* _Work to be completed_: Work through the records below, line by line, and say how many lines include "String", with nothing else.

──────── Exercise input ────────

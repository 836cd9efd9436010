//! Window creation parameters

use serde::{Deserialize, Serialize};

use crate::math::Margin;

/// Configuration for creating a new window
#[derive(Clone, Debug, Default, PartialEq, Serialize, Deserialize)]
#[serde(default)]
pub struct WindowConfig {
    pub title: String,
    /// Icon template key, resolved by the host
    pub icon: Option<String>,
    /// Desired width; `None` lets the desktop pick its default size
    pub width: Option<f32>,
    /// Desired height; `None` lets the desktop pick its default size
    pub height: Option<f32>,
    /// Desired margin; `None` cascades from previously opened windows
    pub margin: Option<Margin>,
    /// Start maximized
    pub maximized: bool,
}

impl WindowConfig {
    /// Configuration with only a title set
    pub fn titled(title: impl Into<String>) -> Self {
        Self {
            title: title.into(),
            ..Default::default()
        }
    }
}
use std::collections::BTreeMap;

use serde::{Deserialize, Serialize};
use serde_json::Value;

use crate::error::DesktopResult;

/// Target that matches every element type
pub const ANY_TARGET: &str = "*";

/// Setter priority; higher wins when styles are merged
#[derive(Clone, Copy, Debug, Default, PartialEq, Eq, PartialOrd, Ord, Hash, Serialize, Deserialize)]
#[serde(transparent)]
pub struct Importance(pub i32);

/// One property assignment
#[derive(Clone, Debug, PartialEq, Serialize, Deserialize)]
pub struct Setter {
    pub property: String,
    pub value: Value,
    #[serde(default)]
    pub importance: Importance,
}

impl Setter {
    pub fn new(property: impl Into<String>, value: impl Into<Value>) -> Self {
        Self {
            property: property.into(),
            value: value.into(),
            importance: Importance::default(),
        }
    }

    pub fn with_importance(mut self, importance: i32) -> Self {
        self.importance = Importance(importance);
        self
    }
}

/// Named set of setters for one target type
#[derive(Clone, Debug, PartialEq, Serialize, Deserialize)]
pub struct Style {
    /// Element type the style applies to, or [`ANY_TARGET`]
    pub target: String,
    pub setters: Vec<Setter>,
}

impl Style {
    pub fn new(target: impl Into<String>) -> Self {
        Self {
            target: target.into(),
            setters: Vec::new(),
        }
    }

    pub fn with(mut self, setter: Setter) -> Self {
        self.setters.push(setter);
        self
    }
}

/// Styles keyed by `"<Target>.<name>"`
#[derive(Clone, Debug, Default, PartialEq, Serialize, Deserialize)]
#[serde(transparent)]
pub struct StyleDictionary {
    styles: BTreeMap<String, Style>,
}

impl StyleDictionary {
    pub fn new() -> Self {
        Self::default()
    }

    /// Parse a JSON object mapping keys to styles
    pub fn from_json(json: &str) -> DesktopResult<Self> {
        Ok(serde_json::from_str(json)?)
    }

    /// Add a style under `name`. A style already registered under the same
    /// target and name is replaced.
    pub fn insert(&mut self, name: &str, style: Style) {
        let key = format!("{}.{}", style.target, name);
        self.styles.insert(key, style);
    }

    pub fn with(mut self, name: &str, style: Style) -> Self {
        self.insert(name, style);
        self
    }

    /// Style registered for exactly this target and name
    pub fn get(&self, target: &str, name: &str) -> Option<&Style> {
        self.styles.get(&format!("{}.{}", target, name))
    }

    pub fn len(&self) -> usize {
        self.styles.len()
    }

    pub fn is_empty(&self) -> bool {
        self.styles.is_empty()
    }
}

#[cfg(test)]
mod tests {
    use super::*;

    #[test]
    fn test_insert_overwrites_silently() {
        let mut dict = StyleDictionary::new();
        dict.insert("accent", Style::new("Button").with(Setter::new("background", "red")));
        dict.insert("accent", Style::new("Button").with(Setter::new("background", "blue")));
        assert_eq!(dict.len(), 1);
        let style = dict.get("Button", "accent").unwrap();
        assert_eq!(style.setters[0].value, Value::from("blue"));
    }

    #[test]
    fn test_from_json() {
        let dict = StyleDictionary::from_json(
            r#"{
                "Button.accent": {
                    "target": "Button",
                    "setters": [
                        { "property": "background", "value": "red", "importance": 2 },
                        { "property": "padding", "value": 4 }
                    ]
                }
            }"#,
        )
        .unwrap();
        let style = dict.get("Button", "accent").unwrap();
        assert_eq!(style.setters[0].importance, Importance(2));
        assert_eq!(style.setters[1].importance, Importance(0));
        assert_eq!(style.setters[1].value, Value::from(4));
    }
}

────────

* _Exercise solution_: 8